A second characteristic of Northeast Woodlands Indian life revolved around political confederations involving several tribes. The best known of these was the Iroquois “Five Nations,” but other groups, including the Algonquins and Hurons, formed federations for mutual security against common enemies.

Although the Southeast region of the United States can, like the Northeast, be described as heavily wooded, offering a combination of possibilities for hunting and agriculture, the Indian cultures of this area were substantially different. Some experts argue that there was less communality in cultural development in the Southeast culture area, making distinctions, for example, between peoples who were clearly reliant on the ecology of the first “layer” of the broad coastal plain (called the “Flatwoods,” blanketed by conifers and scrub oaks); those inhabiting the so-called Piedmont (further inland, with higher elevations and differing vegetation patterns); and those living in the Appalachian woodlands, with their extensive hardwood forests.

Some experts, noting communality in traits (such as a horticultural maize economy, nucleated villages, and matrilineal clan organization) between key Southeastern tribes such as the Creek, Choctaw, Cherokee, Natchez, and the Iroquois, found farther north, assign a southeastern origin to the Iroquois. A substantial number of differences marked by cultural specialists, however, suggest closer ties between coastal and inland dwellers in the Southeast (especially in linguistic links) than between Southeast Indians as a whole and any of their Northeast neighbors. A series of lesser, but culturally significant, traits justify treating Southeast Indians as a largely homogeneous entity, including modes of processing staple nuts, especially acorns; rectangular, gabled houses with mud wattle covering; an absence of leather footwear; characteristic nested twilled baskets; and varied use of tobacco.

Even among key Southeast tribes, however, parallel traditions (such as matrilineal kinship descent) could be offset by striking differences. The Natchez tribe alone, for example, had a class system dividing tribal nobles (deemed descendants of the Sun), from whom the chief, or “Great Sun” was chosen, and commoners, who could not even enter the presence of tribal aristocrats.

Bibliography

Catlin, George. Letters and Notes on the Manners, Customs, and Conditions of North American Indians. New York: 1841. A recognized classic, including personal observations of Indian ceremonial practices and daily life. Some editions include extremely valuable illustrations, which have gained international fame.
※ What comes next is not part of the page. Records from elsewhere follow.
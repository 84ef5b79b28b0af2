//! Plain-text document model.
//!
//! [`TextDocument`] gives the binder a document without a host editor: a
//! line-start index and a flat token sequence standing in for the syntax tree.
//! Tokens are maximal runs of whitespace, maximal runs of word characters,
//! or single punctuation characters; a token's next sibling is the token
//! after it. Whitespace runs may span line breaks, which is exactly the case
//! the binder's sibling step corrects for.

use std::ops::Range;

use serde::Serialize;

use crate::document::DocumentModel;

/// Handle to a token of a [`TextDocument`].
#[derive(Debug, Clone, Copy, PartialEq, Eq, Hash, PartialOrd, Ord, Serialize)]
pub struct TokenId(usize);

impl TokenId {
    #[must_use]
    pub fn index(self) -> usize {
        self.0
    }
}

/// Version stamp of a [`TextDocument`]; bumped by every edit.
#[derive(Debug, Clone, Copy, PartialEq, Eq, Hash, PartialOrd, Ord, Default)]
pub struct DocumentStamp(u64);

#[derive(Debug, Clone, PartialEq, Eq, thiserror::Error)]
pub enum EditError {
    #[error("edit range {start}..{end} is outside the document (length {len})")]
    OutOfBounds { start: usize, end: usize, len: usize },
    #[error("edit range {start}..{end} does not fall on character boundaries")]
    NotCharBoundary { start: usize, end: usize },
}

#[derive(Debug, Clone, Copy, PartialEq, Eq)]
enum TokenKind {
    Whitespace,
    Word,
    Punct,
}

fn token_kind(c: char) -> TokenKind {
    if c.is_whitespace() {
        TokenKind::Whitespace
    } else if c.is_alphanumeric() || c == '_' {
        TokenKind::Word
    } else {
        TokenKind::Punct
    }
}

fn tokenize(text: &str) -> Vec<Range<usize>> {
    let mut tokens = Vec::new();
    let mut current: Option<(TokenKind, usize)> = None;

    for (offset, c) in text.char_indices() {
        let kind = token_kind(c);
        match current {
            Some((run, _)) if run == kind && kind != TokenKind::Punct => {}
            Some((_, start)) => {
                tokens.push(start..offset);
                current = Some((kind, offset));
            }
            None => current = Some((kind, offset)),
        }
    }
    if let Some((_, start)) = current {
        tokens.push(start..text.len());
    }

    tokens
}

fn line_starts(text: &str) -> Vec<usize> {
    std::iter::once(0)
        .chain(text.match_indices('\n').map(|(i, _)| i + 1))
        .collect()
}

#[derive(Debug, Clone)]
pub struct TextDocument {
    text: String,
    line_starts: Vec<usize>,
    tokens: Vec<Range<usize>>,
    stamp: DocumentStamp,
}

impl TextDocument {
    pub fn new(text: impl Into<String>) -> Self {
        let text = text.into();
        Self {
            line_starts: line_starts(&text),
            tokens: tokenize(&text),
            text,
            stamp: DocumentStamp::default(),
        }
    }

    #[must_use]
    pub fn text(&self) -> &str {
        &self.text
    }

    #[must_use]
    pub fn token_count(&self) -> usize {
        self.tokens.len()
    }

    #[must_use]
    pub fn token_text(&self, token: TokenId) -> Option<&str> {
        self.tokens.get(token.0).map(|range| &self.text[range.clone()])
    }

    /// Replace the whole text.
    pub fn set_text(&mut self, text: impl Into<String>) {
        self.text = text.into();
        self.reindex();
    }

    /// Replace `range` with `replacement`.
    pub fn replace_range(&mut self, range: Range<usize>, replacement: &str) -> Result<(), EditError> {
        let Range { start, end } = range;
        if start > end || end > self.text.len() {
            return Err(EditError::OutOfBounds {
                start,
                end,
                len: self.text.len(),
            });
        }
        if !self.text.is_char_boundary(start) || !self.text.is_char_boundary(end) {
            return Err(EditError::NotCharBoundary { start, end });
        }

        self.text.replace_range(start..end, replacement);
        self.reindex();
        Ok(())
    }

    fn reindex(&mut self) {
        self.line_starts = line_starts(&self.text);
        self.tokens = tokenize(&self.text);
        self.stamp = DocumentStamp(self.stamp.0 + 1);
    }
}

impl DocumentModel for TextDocument {
    type Element = TokenId;
    type Stamp = DocumentStamp;

    fn line_count(&self) -> usize {
        self.line_starts.len()
    }

    fn line_start_offset(&self, line: usize) -> Option<usize> {
        self.line_starts.get(line).copied()
    }

    fn line_number(&self, offset: usize) -> Option<usize> {
        if offset > self.text.len() {
            return None;
        }
        // line_starts[0] == 0, so at least one start is <= offset.
        Some(self.line_starts.partition_point(|&start| start <= offset) - 1)
    }

    fn modification_stamp(&self) -> DocumentStamp {
        self.stamp
    }

    fn element_at(&self, offset: usize) -> Option<TokenId> {
        let index = self.tokens.partition_point(|range| range.end <= offset);
        self.tokens
            .get(index)
            .filter(|range| range.start <= offset)
            .map(|_| TokenId(index))
    }

    fn next_sibling(&self, element: &TokenId) -> Option<TokenId> {
        let next = element.0 + 1;
        (next < self.tokens.len()).then_some(TokenId(next))
    }

    fn element_range(&self, element: &TokenId) -> Option<Range<usize>> {
        self.tokens.get(element.0).cloned()
    }
}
Driver, Harold E. Indians of North America. 2d ed. Chicago: University of Chicago Press, 1969. A widely cited textbook organized by subject area (for example, “Rank and Social Class,” “Exchange and Trade”) rather than geographical location.

Kehoe, Alice B. North American Indians: A Comprehensive Account. 2d ed. Englewood Cliffs, N.J.: Prentice-Hall, 1992. Like the Spencer and Jennings book (below), this textbook is divided by geographical region. Less detailed on local conditions of life, it contains useful summary texts within each chapter and a number of translations of original Indian texts.

Ross, Thomas E., and Tyrel Moore, eds. A Cultural Geography of North American Indians. Boulder, Colo.: Westview Press, 1987. Contains contributions by specialists dealing with several different geographical themes relating to culture, including “Spatial Awareness,” “Land Ownership,” and “Migration.”

Spencer, Robert, Jesse D. Jennings, et al. The Native Americans. 2d ed. New York: Harper & Row, 1977. A very detailed text. Attention is given to diverse patterns of local division of labor, kinship, rites of passage, and so on.

Sturtevant, William, gen. ed. Handbook of North American Indians. Washington, D.C.: Smithsonian Institution Press, 1978-. The Smithsonian series is a projected twenty-volume set, with a volume either published or planned for each of the culture areas. The scholarship and coverage are both first rate. The set was initiated in 1978 with the volume on the Northeast, edited by Bruce Trigger, and nine volumes had been published by 1994.